[Glass] Instance variable handling and performance questions

Sun Feb 8 06:39:34 PST 2015

On 02/08/2015 02:32 AM, FrankB via Glass wrote:
> Hello,

Hi Frank,

I'll give some very quick answers below. I expect I or others will have 
more complete answers later. Do keep asking any questions you might have 
on this forum!

Regards,

-Martin

>
> I am still in the process of reading into and trying to understand GemStone
> with the final goal of becoming able to decide if we shall use GemStone for
> a new product family currently under development targeting a mass-market as
> well as requiring server installations with a potentially very high number
> of users and traffic.
>
> This means setting the course for our technical environment for the next 10+
> years.
>
> I currently have two questions and I apologize upfront for that it needs
> quite some longer text to explain the details and also that I did not have
> the time to cut it short (which in German is a famous quote from the great
> writer and poet Johann Wolfgang von Goethe):
>
> 1) My first major concern arises from our special way of using application
> data instance variables for searching and selecting objects in GemStone:
>
> In my comprehensive Smalltalk application classes (VW5) ALL user data
> related instance variables:
> - are kept by data model instances in attribute dictionaries
> - are typically accessed by just sending the instVar name via
> doesNotUnderstand (in 98% there are no getter/setter methods and never ever
> any direct use oft instVars inside methods)
> - are created from and defined by version dependent and partially
> user-defined definition data making them totally dynamic at run-time,
> because all application data instance variables are created from this
> definition data and held in dictionaries.
>
> Converting this form of dynamically defined instance variables to
> 'classical' hard-coded instance variables would not only be a major step
> back, in my view, causing many severe and inacceptable disadvantages, but it
> would just be practically impossible, because it would require an almost
> total rewrite of my entire software and its underlying complex framework. No
> chance in this life!
>
> Therefore, my question is whether or not such use of instance variables in
> dictionaries is supported by GemStone?
>
> In other words, would or could GemStone access, search, filter etc. these
> instVars via doesNotUnderstand just as all of our code does or requires
> GemStone hard-coded instVars?

GemStone runs Smalltalk, and #doesNotUnderstand works as it normally 
does in Smalltalk, so your approach should work just fine. Some of 
GemStone's special indexing features are geared towards instance 
variables, so you'd get less benefit from those features.
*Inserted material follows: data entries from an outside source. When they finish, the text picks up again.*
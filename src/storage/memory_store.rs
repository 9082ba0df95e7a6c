//! In-memory share and entry store.
//!
//! All state lives behind one mutex, so every trait method, including the
//! version check in [`ShareStore::apply_transition`], runs as a single
//! critical section. Used by tests and by embedders that do not need
//! persistence.

use std::sync::{Mutex, MutexGuard};

use uuid::Uuid;

use super::{EntryStore, ShareStore};
use crate::types::activity::ActivityLogEntry;
use crate::types::entry::{NewPasswordEntry, PasswordEntry};
use crate::types::errors::StoreError;
use crate::types::share::{ShareEntryLink, ShareRecord, ShareUpdate};

#[derive(Default)]
struct MemoryState {
    entries: Vec<PasswordEntry>,
    shares: Vec<ShareRecord>,
    links: Vec<ShareEntryLink>,
    logs: Vec<ActivityLogEntry>,
}

/// Store keeping entries, shares, links and logs in process memory.
#[derive(Default)]
pub struct MemoryStore {
    state: Mutex<MemoryState>,
}

impl MemoryStore {
    pub fn new() -> Self {
        Self::default()
    }

    fn lock(&self) -> Result<MutexGuard<'_, MemoryState>, StoreError> {
        self.state.lock().map_err(|_| StoreError::LockPoisoned)
    }
}

/// Newest first; among equal timestamps the later insert comes first.
fn newest_first<T: Clone>(items: impl DoubleEndedIterator<Item = T>, created_at: impl Fn(&T) -> i64) -> Vec<T> {
    let mut out: Vec<T> = items.rev().collect();
    // stable sort keeps the reversed insertion order for ties
    out.sort_by_key(|item| std::cmp::Reverse(created_at(item)));
    out
}

impl EntryStore for MemoryStore {
    fn create_entry(&self, entry: NewPasswordEntry, created_at: i64) -> Result<PasswordEntry, StoreError> {
        let record = PasswordEntry {
            id: Uuid::new_v4().to_string(),
            owner_id: entry.owner_id,
            service_name: entry.service_name,
            service_url: entry.service_url,
            username: entry.username,
            secret: entry.secret,
            created_at,
        };
        self.lock()?.entries.push(record.clone());
        Ok(record)
    }

    fn get_entry(&self, id: &str) -> Result<Option<PasswordEntry>, StoreError> {
        Ok(self.lock()?.entries.iter().find(|e| e.id == id).cloned())
    }

    fn list_entries(&self, owner_id: &str) -> Result<Vec<PasswordEntry>, StoreError> {
        let state = self.lock()?;
        Ok(newest_first(
            state.entries.iter().filter(|e| e.owner_id == owner_id).cloned(),
            |e| e.created_at,
        ))
    }
}

impl ShareStore for MemoryStore {
    fn insert_share(
        &self,
        share: &ShareRecord,
        entry_ids: &[String],
        log: &ActivityLogEntry,
    ) -> Result<(), StoreError> {
        let mut state = self.lock()?;
        if state.shares.iter().any(|s| s.token == share.token) {
            return Err(StoreError::DuplicateToken);
        }
        if state.shares.iter().any(|s| s.id == share.id) {
            return Err(StoreError::DatabaseError(format!("Duplicate share id: {}", share.id)));
        }

        state.shares.push(share.clone());
        state.links.extend(entry_ids.iter().map(|entry_id| ShareEntryLink {
            share_id: share.id.clone(),
            entry_id: entry_id.clone(),
        }));
        state.logs.push(log.clone());
        Ok(())
    }

    fn get_share(&self, id: &str) -> Result<Option<ShareRecord>, StoreError> {
        Ok(self.lock()?.shares.iter().find(|s| s.id == id).cloned())
    }

    fn get_share_by_token(&self, token: &str) -> Result<Option<ShareRecord>, StoreError> {
        Ok(self.lock()?.shares.iter().find(|s| s.token == token).cloned())
    }

    fn list_shares(&self, owner_id: &str) -> Result<Vec<ShareRecord>, StoreError> {
        let state = self.lock()?;
        Ok(newest_first(
            state.shares.iter().filter(|s| s.owner_id == owner_id).cloned(),
            |s| s.created_at,
        ))
    }

    fn linked_entry_ids(&self, share_id: &str) -> Result<Vec<String>, StoreError> {
        Ok(self
            .lock()?
            .links
            .iter()
            .filter(|l| l.share_id == share_id)
            .map(|l| l.entry_id.clone())
            .collect())
    }

    fn apply_transition(
        &self,
        update: &ShareUpdate,
        expected_version: i64,
        log: Option<&ActivityLogEntry>,
    ) -> Result<bool, StoreError> {
        let mut guard = self.lock()?;
        let state = &mut *guard;
        let Some(share) = state
            .shares
            .iter_mut()
            .find(|s| s.id == update.share_id && s.version == expected_version)
        else {
            return Ok(false);
        };

        share.state = update.state;
        share.opened_once = update.opened_once;
        share.version += 1;
        if let Some(log) = log {
            state.logs.push(log.clone());
        }
        Ok(true)
    }

    fn list_logs(&self, owner_id: &str) -> Result<Vec<ActivityLogEntry>, StoreError> {
        let state = self.lock()?;
        Ok(newest_first(
            state.logs.iter().filter(|l| l.owner_id == owner_id).cloned(),
            |l| l.created_at,
        ))
    }
}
GemStone does, however, have dynamic instance variables, which you might 
find attractive to eventually replace your instance variable dictionaries.

>
> In case the answer is NO, you can also forget about the next question,
> because this would mean the end for all of my considerations on using
> GemStone.
>
> 2) Performance of loading complex objects through GemStone versus from
> MariaDB

I haven't benchmarked MariaDB, but generally I'd expect GemStone to have 
better performance loading complex objects, and especially complex 
object graphs. GemStone usually outperforms relational DBs in this area.

>
> My concerns regarding this subject relate to two very different projects and
> products, which have different and in some respects even oppositional
> requirements. I therefore divide this into two sections:
>
> a) Loading very large numbers of middle complex objects under extreme
> traffic on web servers for generating data for client-side UI and html
> generation
>
> I am currently preparing an already existing but previously only desktop
> application in VW5 to act as web server that must support these conditions,
> which are best described using a well-known example:
> - serve a potentially extremely high number of simultaneous users very
> similar in type and numbers to those accessing LinkedIn
> - delivering to them data objects somewhat similar to the person profile
> structures of LinkedIn but much more complex, because they support multiple
> content languages, have mandator related parts, user-defied data, and object
> history, for every master data object
> - in the beginning support for a few 10 million such data objects is
> required (we have 5 million already) with the potential need for a couple of
> 100 million (in the end and hopefully)
> - support for a large number of searching and filtering criteria, which
> offer substantially more choices than the relatively simple so-called
> advanced search features of LinkedIn.
> - of course, answers are expected by users at Google like performance
>
> I should mention that besides this project I have another two different
> application scenarios to follow with similar requirements and all three are
> truly new and filling huge market niches. Of course, I am trying to develop
> the still missing software parts so that all can be re-used later as much as
> possible. All three projects are supporting the Freemium concept and will be
> implemented and marketed without any involvement of venture capital sharks,
> legally organized criminal Mafia, generally called "banks", or any other
> capital parasites who all together have disastrous control over our
> economies, societies, and politics - but not over me and my ideas!!! (I am
> NOT a socialist BTW)
>
> As for the storing technology I strongly favour the combination of MariaDB
> for mere content storage and Sphinx for queries, for searching, filtering,
> sorting, grouping etc. I do not see any viable alternative to Sphinx, which
> seems to be the best if not the only player in this top league of highest
> performance web sites. For the near future the application logic will remain
> in Smalltalk but I keep the option in mind of later moving parts or even all
> of it to node.js and server-side JavaScript provided that Smalltalk cannot
> cope well enough with the performance requirements. Experience will show!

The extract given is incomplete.